Transcribe the data in full; each line must match exactly.

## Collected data
# # # # #
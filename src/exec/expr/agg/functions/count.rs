// Licensed to the Apache Software Foundation (ASF) under one
// or more contributor license agreements.  See the NOTICE file
// distributed with this work for additional information
// regarding copyright ownership.  The ASF licenses this file
// to you under the Apache License, Version 2.0 (the
// "License"); you may not use this file except in compliance
// with the License.  You may obtain a copy of the License at
//
//   http://www.apache.org/licenses/LICENSE-2.0
//
// Unless required by applicable law or agreed to in writing,
// software distributed under the License is distributed on an
// "AS IS" BASIS, WITHOUT WARRANTIES OR CONDITIONS OF ANY
// KIND, either express or implied.  See the License for the
// specific language governing permissions and limitations
// under the License.
use std::sync::Arc;

use arrow::array::{Array, ArrayRef, Int64Array};
use arrow::datatypes::DataType;

use super::super::views::int_view;
use super::super::*;
use super::{AggKind, AggregateFunction, check_rows};

pub(super) struct CountAgg;

impl AggregateFunction for CountAgg {
    fn build_spec_from_type(
        &self,
        func: &AggFunction,
        input_type: Option<&DataType>,
    ) -> Result<AggSpec, String> {
        Ok(AggSpec {
            kind: AggKind::Count,
            output_type: DataType::Int64,
            intermediate_type: DataType::Int64,
            input_cast: None,
            count_all: input_type.is_none() && !func.input_is_intermediate,
        })
    }

    fn state_layout_for(&self, _kind: &AggKind) -> (usize, usize) {
        (std::mem::size_of::<i64>(), std::mem::align_of::<i64>())
    }

    fn build_input_view<'a>(
        &self,
        spec: &AggSpec,
        array: &'a Option<ArrayRef>,
    ) -> Result<AggInputView<'a>, String> {
        if spec.count_all {
            return Ok(AggInputView::None);
        }
        let arr = array
            .as_ref()
            .ok_or_else(|| "count input missing".to_string())?;
        Ok(AggInputView::Any(arr))
    }

    fn build_merge_view<'a>(
        &self,
        _spec: &AggSpec,
        array: &'a Option<ArrayRef>,
    ) -> Result<AggInputView<'a>, String> {
        let arr = array
            .as_ref()
            .ok_or_else(|| "count merge input missing".to_string())?;
        Ok(AggInputView::Int(int_view(arr)?))
    }

    fn init_state(
        &self,
        _spec: &AggSpec,
        arena: &mut AggStateArena,
        at: AggStatePtr,
    ) -> Result<(), String> {
        arena.write_i64(at, 0)
    }

    fn update_batch(
        &self,
        _spec: &AggSpec,
        arena: &mut AggStateArena,
        offset: usize,
        state_ptrs: &[AggStatePtr],
        input: &AggInputView,
    ) -> Result<(), String> {
        match input {
            AggInputView::None => {
                for &base in state_ptrs {
                    let at = base + offset;
                    arena.write_i64(at, arena.read_i64(at)? + 1)?;
                }
                Ok(())
            }
            AggInputView::Any(array) => {
                check_rows("count", array.len(), state_ptrs.len())?;
                for (row, &base) in state_ptrs.iter().enumerate() {
                    if array.is_valid(row) {
                        let at = base + offset;
                        arena.write_i64(at, arena.read_i64(at)? + 1)?;
                    }
                }
                Ok(())
            }
            _ => Err("count batch input type mismatch".to_string()),
        }
    }

    fn merge_batch(
        &self,
        _spec: &AggSpec,
        arena: &mut AggStateArena,
        offset: usize,
        state_ptrs: &[AggStatePtr],
        input: &AggInputView,
    ) -> Result<(), String> {
        let AggInputView::Int(arr) = input else {
            return Err("count merge input type mismatch".to_string());
        };
        check_rows("count", arr.len(), state_ptrs.len())?;
        for (row, &base) in state_ptrs.iter().enumerate() {
            if arr.is_valid(row) {
                let at = base + offset;
                arena.write_i64(at, arena.read_i64(at)? + arr.value(row))?;
            }
        }
        Ok(())
    }

    fn build_array(
        &self,
        _spec: &AggSpec,
        arena: &AggStateArena,
        offset: usize,
        group_states: &[AggStatePtr],
        _output_intermediate: bool,
    ) -> Result<ArrayRef, String> {
        let values = group_states
            .iter()
            .map(|&base| arena.read_i64(base + offset))
            .collect::<Result<Vec<_>, _>>()?;
        Ok(Arc::new(Int64Array::from(values)))
    }
}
# # # # #
## Task answer
filename src/exec/expr/agg/functions/count.rs
// Licensed to the Apache Software Foundation (ASF) under one
// or more contributor license agreements.  See the NOTICE file
// distributed with this work for additional information
// regarding copyright ownership.  The ASF licenses this file
// to you under the Apache License, Version 2.0 (the
// "License"); you may not use this file except in compliance
// with the License.  You may obtain a copy of the License at
//
//   http://www.apache.org/licenses/LICENSE-2.0
//
// Unless required by applicable law or agreed to in writing,
// software distributed under the License is distributed on an
// "AS IS" BASIS, WITHOUT WARRANTIES OR CONDITIONS OF ANY
// KIND, either express or implied.  See the License for the
// specific language governing permissions and limitations
// under the License.
use std::sync::Arc;

use arrow::array::{Array, ArrayRef, Int64Array};
use arrow::datatypes::DataType;

use super::super::views::int_view;
use super::super::*;
use super::{AggKind, AggregateFunction, check_rows};

pub(super) struct CountAgg;

impl AggregateFunction for CountAgg {
    fn build_spec_from_type(
        &self,
        func: &AggFunction,
        input_type: Option<&DataType>,
    ) -> Result<AggSpec, String> {
        Ok(AggSpec {
            kind: AggKind::Count,
            output_type: DataType::Int64,
            intermediate_type: DataType::Int64,
            input_cast: None,
            count_all: input_type.is_none() && !func.input_is_intermediate,
        })
    }

    fn state_layout_for(&self, _kind: &AggKind) -> (usize, usize) {
        (std::mem::size_of::<i64>(), std::mem::align_of::<i64>())
    }

    fn build_input_view<'a>(
        &self,
        spec: &AggSpec,
        array: &'a Option<ArrayRef>,
    ) -> Result<AggInputView<'a>, String> {
        if spec.count_all {
            return Ok(AggInputView::None);
        }
        let arr = array
            .as_ref()
            .ok_or_else(|| "count input missing".to_string())?;
        Ok(AggInputView::Any(arr))
    }

    fn build_merge_view<'a>(
        &self,
        _spec: &AggSpec,
        array: &'a Option<ArrayRef>,
    ) -> Result<AggInputView<'a>, String> {
        let arr = array
            .as_ref()
            .ok_or_else(|| "count merge input missing".to_string())?;
        Ok(AggInputView::Int(int_view(arr)?))
    }

    fn init_state(
        &self,
        _spec: &AggSpec,
        arena: &mut AggStateArena,
        at: AggStatePtr,
    ) -> Result<(), String> {
        arena.write_i64(at, 0)
    }

    fn update_batch(
        &self,
        _spec: &AggSpec,
        arena: &mut AggStateArena,
        offset: usize,
        state_ptrs: &[AggStatePtr],
        input: &AggInputView,
    ) -> Result<(), String> {
        match input {
            AggInputView::None => {
                for &base in state_ptrs {
                    let at = base + offset;
                    arena.write_i64(at, arena.read_i64(at)? + 1)?;
                }
                Ok(())
            }
            AggInputView::Any(array) => {
                check_rows("count", array.len(), state_ptrs.len())?;
                for (row, &base) in state_ptrs.iter().enumerate() {
                    if array.is_valid(row) {
                        let at = base + offset;
                        arena.write_i64(at, arena.read_i64(at)? + 1)?;
                    }
                }
                Ok(())
            }
            _ => Err("count batch input type mismatch".to_string()),
        }
    }

    fn merge_batch(
        &self,
        _spec: &AggSpec,
        arena: &mut AggStateArena,
        offset: usize,
        state_ptrs: &[AggStatePtr],
        input: &AggInputView,
    ) -> Result<(), String> {
        let AggInputView::Int(arr) = input else {
            return Err("count merge input type mismatch".to_string());
        };
        check_rows("count", arr.len(), state_ptrs.len())?;
        for (row, &base) in state_ptrs.iter().enumerate() {
            if arr.is_valid(row) {
                let at = base + offset;
                arena.write_i64(at, arena.read_i64(at)? + arr.value(row))?;
            }
        }
        Ok(())
    }

    fn build_array(
        &self,
        _spec: &AggSpec,
        arena: &AggStateArena,
        offset: usize,
        group_states: &[AggStatePtr],
        _output_intermediate: bool,
    ) -> Result<ArrayRef, String> {
        let values = group_states
            .iter()
            .map(|&base| arena.read_i64(base + offset))
            .collect::<Result<Vec<_>, _>>()?;
        Ok(Arc::new(Int64Array::from(values)))
    }
}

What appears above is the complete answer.